第10章 斯坦福监狱实验的意涵Ⅰ:性格转换的炼金术
  
  我们都是上帝实验室里的白老鼠,人性不过是进行中的一项试验。
  ——田纳西·威廉姆斯,《皇家大道》
  (Tennessee Williams,Camino Real,1953)
  
  斯坦福监狱实验一开始只想简单地证明综合环境变数将会对在模拟监狱中的囚犯与狱卒的行为造成一些影响。在这尝试性的调查中,我们的目的不是要检验特定的假设,而是希望评估存在于制度性环境中的种种外在因素,可以压倒该环境中行动者的内在天性到何种程度,也就是好人与恶劣环境的斗争效果如何。

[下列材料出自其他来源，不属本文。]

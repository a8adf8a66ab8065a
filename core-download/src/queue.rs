//! # Queue Store
//!
//! Ordered main queue plus an unordered background list, with a revision
//! counter bumped on every mutation.
//!
//! ## Overview
//!
//! Consumers poll [`QueueStore::revision`] and compare it with the last value
//! they saw instead of diffing contents. Entries are shared handles (`Arc<T>`)
//! and identity is pointer identity: the same track queued twice is two
//! distinct entries.
//!
//! ## Usage
//!
//! ```rust
//! use core_download::queue::QueueStore;
//! use std::sync::Arc;
//!
//! let mut queue = QueueStore::new();
//! let a = Arc::new("a");
//! queue.insert(vec![a.clone(), Arc::new("b"), Arc::new("c")], 0);
//! let before = queue.revision();
//!
//! queue.reorder(0, 10);
//! assert_eq!(queue.index_of(&a), Some(2));
//! assert!(queue.revision() > before);
//! ```

use rand::seq::SliceRandom;
use rand::Rng;
use std::sync::Arc;

/// Main and background queues with a shared revision counter.
#[derive(Debug)]
pub struct QueueStore<T> {
    main: Vec<Arc<T>>,
    background: Vec<Arc<T>>,
    revision: u64,
}

impl<T> Default for QueueStore<T> {
    fn default() -> Self {
        Self {
            main: Vec::new(),
            background: Vec::new(),
            revision: 0,
        }
    }
}

impl<T> QueueStore<T> {
    pub fn new() -> Self {
        Self::default()
    }

    pub fn revision(&self) -> u64 {
        self.revision
    }

    fn bump(&mut self) {
        self.revision += 1;
    }

    // ========================================================================
    // Main queue
    // ========================================================================

    pub fn len(&self) -> usize {
        self.main.len()
    }

    pub fn is_empty(&self) -> bool {
        self.main.is_empty()
    }

    pub fn get(&self, index: usize) -> Option<&Arc<T>> {
        self.main.get(index)
    }

    pub fn entries(&self) -> &[Arc<T>] {
        &self.main
    }

    pub fn last(&self) -> Option<&Arc<T>> {
        self.main.last()
    }

    /// Insert `entries` before `position` (clamped to the queue length).
    pub fn insert(&mut self, entries: Vec<Arc<T>>, position: usize) {
        if entries.is_empty() {
            return;
        }
        let position = position.min(self.main.len());
        self.main.splice(position..position, entries);
        self.bump();
    }

    pub fn push(&mut self, entry: Arc<T>) {
        self.main.push(entry);
        self.bump();
    }

    pub fn remove(&mut self, index: usize) -> Option<Arc<T>> {
        if index >= self.main.len() {
            return None;
        }
        let removed = self.main.remove(index);
        self.bump();
        Some(removed)
    }

    /// Remove `entry` from both queues. Returns whether anything was removed.
    pub fn remove_entry(&mut self, entry: &Arc<T>) -> bool {
        let before = self.main.len() + self.background.len();
        self.main.retain(|e| !Arc::ptr_eq(e, entry));
        self.background.retain(|e| !Arc::ptr_eq(e, entry));

        let removed = before != self.main.len() + self.background.len();
        if removed {
            self.bump();
        }
        removed
    }

    /// Keep only main-queue entries matching `keep`; returns the removed ones.
    pub fn retain<F>(&mut self, mut keep: F) -> Vec<Arc<T>>
    where
        F: FnMut(&Arc<T>) -> bool,
    {
        let (kept, removed): (Vec<_>, Vec<_>) = self.main.drain(..).partition(|e| keep(e));
        self.main = kept;
        if !removed.is_empty() {
            self.bump();
        }
        removed
    }

    /// Drop the first `count` main-queue entries and return them.
    pub fn drain_front(&mut self, count: usize) -> Vec<Arc<T>> {
        let count = count.min(self.main.len());
        if count == 0 {
            return Vec::new();
        }
        let drained = self.main.drain(..count).collect();
        self.bump();
        drained
    }

    /// Empty the main queue.
    pub fn clear(&mut self) {
        self.main.clear();
        self.bump();
    }

    /// Move the entry at `from` to `to`, clamping `to` into `[0, len - 1]`.
    ///
    /// Returns `false` (and leaves the revision alone) when `from` is out of range.
    pub fn reorder(&mut self, from: usize, to: usize) -> bool {
        if from >= self.main.len() {
            return false;
        }
        let to = to.min(self.main.len() - 1);
        let entry = self.main.remove(from);
        self.main.insert(to, entry);
        self.bump();
        true
    }

    /// Randomize the main queue, pinning `current` (when queued) at index 0.
    pub fn shuffle(&mut self, current: Option<&Arc<T>>) {
        self.shuffle_with(current, &mut rand::thread_rng());
    }

    pub fn shuffle_with<R: Rng + ?Sized>(&mut self, current: Option<&Arc<T>>, rng: &mut R) {
        if self.main.is_empty() {
            return;
        }

        match current.and_then(|c| self.index_of(c)) {
            Some(index) => {
                self.main.swap(0, index);
                self.main[1..].shuffle(rng);
            }
            None => self.main.shuffle(rng),
        }
        self.bump();
    }

    /// Position of `entry` in the main queue.
    pub fn index_of(&self, entry: &Arc<T>) -> Option<usize> {
        self.main.iter().position(|e| Arc::ptr_eq(e, entry))
    }

    pub fn contains(&self, entry: &Arc<T>) -> bool {
        self.index_of(entry).is_some()
    }

    // ========================================================================
    // Background queue
    // ========================================================================

    pub fn background(&self) -> &[Arc<T>] {
        &self.background
    }

    pub fn push_background(&mut self, entry: Arc<T>) {
        self.background.push(entry);
        self.bump();
    }

    pub fn remove_background(&mut self, index: usize) -> Option<Arc<T>> {
        if index >= self.background.len() {
            return None;
        }
        let removed = self.background.remove(index);
        self.bump();
        Some(removed)
    }

    pub fn contains_background(&self, entry: &Arc<T>) -> bool {
        self.background.iter().any(|e| Arc::ptr_eq(e, entry))
    }

    pub fn clear_background(&mut self) {
        self.background.clear();
        self.bump();
    }
}

#[cfg(test)]
mod tests {
    use super::*;
    use rand::rngs::StdRng;
    use rand::SeedableRng;
    use std::collections::HashSet;

    fn queue_of(names: &[&'static str]) -> (QueueStore<&'static str>, Vec<Arc<&'static str>>) {
        let entries: Vec<_> = names.iter().map(|n| Arc::new(*n)).collect();
        let mut queue = QueueStore::new();
        queue.insert(entries.clone(), 0);
        (queue, entries)
    }

    fn names(queue: &QueueStore<&'static str>) -> Vec<&'static str> {
        queue.entries().iter().map(|e| **e).collect()
    }

    #[test]
    fn insert_clamps_position() {
        let (mut queue, _) = queue_of(&["a", "b"]);
        queue.insert(vec![Arc::new("z")], 99);
        queue.insert(vec![Arc::new("x")], 1);
        assert_eq!(names(&queue), vec!["a", "x", "b", "z"]);
    }

    #[test]
    fn every_mutation_bumps_revision() {
        let (mut queue, entries) = queue_of(&["a", "b", "c"]);
        let mut last = queue.revision();
        let mut check = |queue: &QueueStore<&'static str>| {
            assert!(queue.revision() > last);
            last = queue.revision();
        };

        queue.push(Arc::new("d"));
        check(&queue);
        queue.reorder(0, 2);
        check(&queue);
        queue.remove(0);
        check(&queue);
        assert!(queue.remove_entry(&entries[2]));
        check(&queue);
        queue.shuffle(None);
        check(&queue);
        queue.push_background(Arc::new("bg"));
        check(&queue);
        queue.clear();
        check(&queue);
    }

    #[test]
    fn no_op_leaves_revision_unchanged() {
        let (mut queue, _) = queue_of(&["a"]);
        let before = queue.revision();

        assert!(queue.remove(5).is_none());
        assert!(!queue.reorder(3, 0));
        assert!(!queue.remove_entry(&Arc::new("a")));
        queue.insert(Vec::new(), 0);
        assert_eq!(queue.index_of(&Arc::new("a")), None);

        assert_eq!(queue.revision(), before);
    }

    #[test]
    fn reorder_clamps_target() {
        let (mut queue, _) = queue_of(&["a", "b", "c"]);
        assert!(queue.reorder(0, 100));
        assert_eq!(names(&queue), vec!["b", "c", "a"]);

        assert!(queue.reorder(2, 0));
        assert_eq!(names(&queue), vec!["a", "b", "c"]);
    }

    #[test]
    fn shuffle_pins_current_and_preserves_entries() {
        let (mut queue, entries) = queue_of(&["a", "b", "c", "d", "e", "f", "g"]);
        let current = entries[4].clone();

        for seed in 0..20 {
            queue.shuffle_with(Some(&current), &mut StdRng::seed_from_u64(seed));
            assert_eq!(queue.index_of(&current), Some(0));

            let after: HashSet<_> = names(&queue).into_iter().collect();
            assert_eq!(after.len(), entries.len());
            assert_eq!(queue.len(), entries.len());
        }
    }

    #[test]
    fn index_of_uses_identity() {
        let (queue, entries) = queue_of(&["a", "a"]);
        assert_eq!(queue.index_of(&entries[1]), Some(1));
        assert!(queue.contains(&entries[0]));
    }

    #[test]
    fn retain_and_drain_front() {
        let (mut queue, _) = queue_of(&["a", "b", "c", "d"]);

        let removed = queue.retain(|e| **e != "b");
        assert_eq!(removed.len(), 1);
        assert_eq!(names(&queue), vec!["a", "c", "d"]);

        let drained = queue.drain_front(2);
        assert_eq!(drained.len(), 2);
        assert_eq!(names(&queue), vec!["d"]);
        assert!(queue.drain_front(0).is_empty());
    }

    #[test]
    fn background_is_separate_from_main() {
        let (mut queue, _) = queue_of(&["a"]);
        let bg = Arc::new("bg");
        queue.push_background(bg.clone());

        assert_eq!(queue.len(), 1);
        assert!(queue.contains_background(&bg));
        assert!(!queue.contains(&bg));

        assert!(queue.remove_entry(&bg));
        assert!(queue.background().is_empty());
    }
}
//! # Playback Error Types
//!
//! Error types for queue control, backend dispatch and state-machine checks.

use bridge_traits::BridgeError;
use core_download::DownloadError;
use thiserror::Error;

/// Errors that can occur during playback operations.
#[derive(Error, Debug)]
pub enum PlaybackError {
    // ========================================================================
    // Collaborator Errors
    // ========================================================================
    /// A host bridge (player, jukebox, streaming SDK, settings) failed.
    #[error("Bridge error: {0}")]
    Bridge(#[from] BridgeError),

    /// Track acquisition failed.
    #[error("Download error: {0}")]
    Download(#[from] DownloadError),

    /// The requested backend or service was not configured.
    #[error("Backend unavailable: {0}")]
    BackendUnavailable(String),

    // ========================================================================
    // State Errors
    // ========================================================================
    /// A player state machine was asked to make a transition it does not allow.
    #[error("Illegal transition from {from} to {to}")]
    IllegalTransition { from: String, to: String },

    /// Attempted operation when no track is current.
    #[error("No track loaded")]
    NoTrackLoaded,

    /// Invalid volume value (must be in range [0.0, 1.0]).
    #[error("Invalid volume: {0} (must be between 0.0 and 1.0)")]
    InvalidVolume(f32),

    // ========================================================================
    // Persistence Errors
    // ========================================================================
    /// Saved queue could not be encoded or decoded.
    #[error("Queue serialization failed: {0}")]
    Serialization(#[from] serde_json::Error),

    /// Internal error (should not occur in normal operation).
    #[error("Internal error: {0}")]
    Internal(String),
}

impl PlaybackError {
    /// Returns `true` if this error is transient and the operation can be retried.
    pub fn is_transient(&self) -> bool {
        match self {
            PlaybackError::Bridge(e) => e.is_transient(),
            PlaybackError::Download(e) => e.is_transient(),
            _ => false,
        }
    }

    /// Returns `true` if the error came out of a playback backend call.
    pub fn is_backend_error(&self) -> bool {
        matches!(
            self,
            PlaybackError::Bridge(_) | PlaybackError::BackendUnavailable(_)
        )
    }
}

/// Result type for playback operations.
pub type Result<T> = std::result::Result<T, PlaybackError>;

  然而,经过时间的洗礼,实验真正的意义开始浮现,它强而有力地刻画出恶劣的系统与环境所产生的潜在毒害,能够让好人们做出有违本性的病态行为。关于这项实验实施以来所引发的种种事件与效应,在此我已尝试忠实地重新勾勒过一遍,并且淋漓尽致地揭示:一个平凡、正常且心智健全的年轻人屈从于行为发生背景中的内在社会力的可能极限,或者说会被诱惑到什么程度,进入同样情境背景时,同样的事也发生在我以及许多成年人和专业人士身上。善恶之间的界限原本被认为是牢不可破,但我们却证明,这条线其实相当脆弱。

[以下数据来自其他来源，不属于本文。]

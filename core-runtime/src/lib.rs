//! # Core Runtime Module
//!
//! Foundational runtime infrastructure shared by the download and playback crates:
//! - Logging and tracing infrastructure
//! - Configuration and bridge resolution
//! - Event bus for playback and download notifications
//!
//! ## Overview
//!
//! Everything above this crate logs through `tracing`, publishes state through
//! [`events::EventBus`] and receives its collaborators from
//! [`config::CoreConfig`].

pub mod config;
pub mod error;
pub mod events;
pub mod logging;

pub use error::{Error, Result};
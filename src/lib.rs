//! Workspace facade crate.
//!
//! Re-exports the service facade so host applications can depend on a single
//! crate and pick the bridge set through features (`desktop-shims` wires the
//! desktop adapters from `bridge-desktop`).

#[cfg(feature = "desktop-shims")]
pub use core_service::*;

  接下来应该要检视研究期间搜集到的其他证据了。许多量化的资料来源,都有助于我们更加了解在黑暗地下囚室中曾经发生过的事。因此,我们必须运用所有可以取得的证据,设法发掘这项独特实验浮现的意涵,并且确定人性的转变是如何受到权力有无所驱使。关于人类的本质,以及可能贬损或丰富人性的各种条件,都是这些意涵底下所潜藏的重要信息。
  
  小结:写于进一步深入前
  
  如你所见,我们所设计的监狱环境具有心理学强制力,诱发许多实验参与者做出强烈、逼真的反应,而且经常是病态性的反应。狱卒们在意识到囚犯造反事件出现时表现出的支配强度及反应速度,也让我们非常惊讶。正如道格8612的案例所示,情境压力能如此迅速彻底地使这些大多数是正常、健康的年轻人屈服,这使我们相当吃惊。
  当这些年轻人丧失了身份认同,持续服从于专制独裁的行为控制之下,并且被剥夺隐私权及睡眠之后,他们身上出现了被动、依赖及忧郁症候群,这相当类似“习得的无助感”的心理反应。(“习得的无助感”是指由于一再遭遇失败或惩罚,个人随经验学习到的消极屈从及沮丧感。特别当失败与惩罚是武断的,而不是偶发于行动者身上时更容易产生。)
  在我们的学生囚犯中,有一半人由于遭遇严重的情感及认知失调而必须提前释放,心理反应虽然出现短暂,在当时却十分剧烈。留下来继续进行实验的人当中,大部分人逐渐变得只服从狱卒的命令而不再思考,他们慑于气焰高涨的狱卒威权,而服从于他们一时兴起的各种不合理命令,举止变得死气沉沉,简直像“行尸走肉”。
  “好狱卒”为数不多,勇敢面对狱卒支配控制的囚犯也同样稀少。正如克莱416的例子,他的英雄式消极抵抗原本该得到支持和鼓励才对,却反而因为身为“麻烦制造者”而受到牢友骚扰。骚扰他的人采纳了狱卒们狭窄而偏颇的观点,而不是针对克莱的绝食抗议形成自己的看法,将他的行为视为一条出路,从而发展出抗拒盲目服从于威权的集体行动。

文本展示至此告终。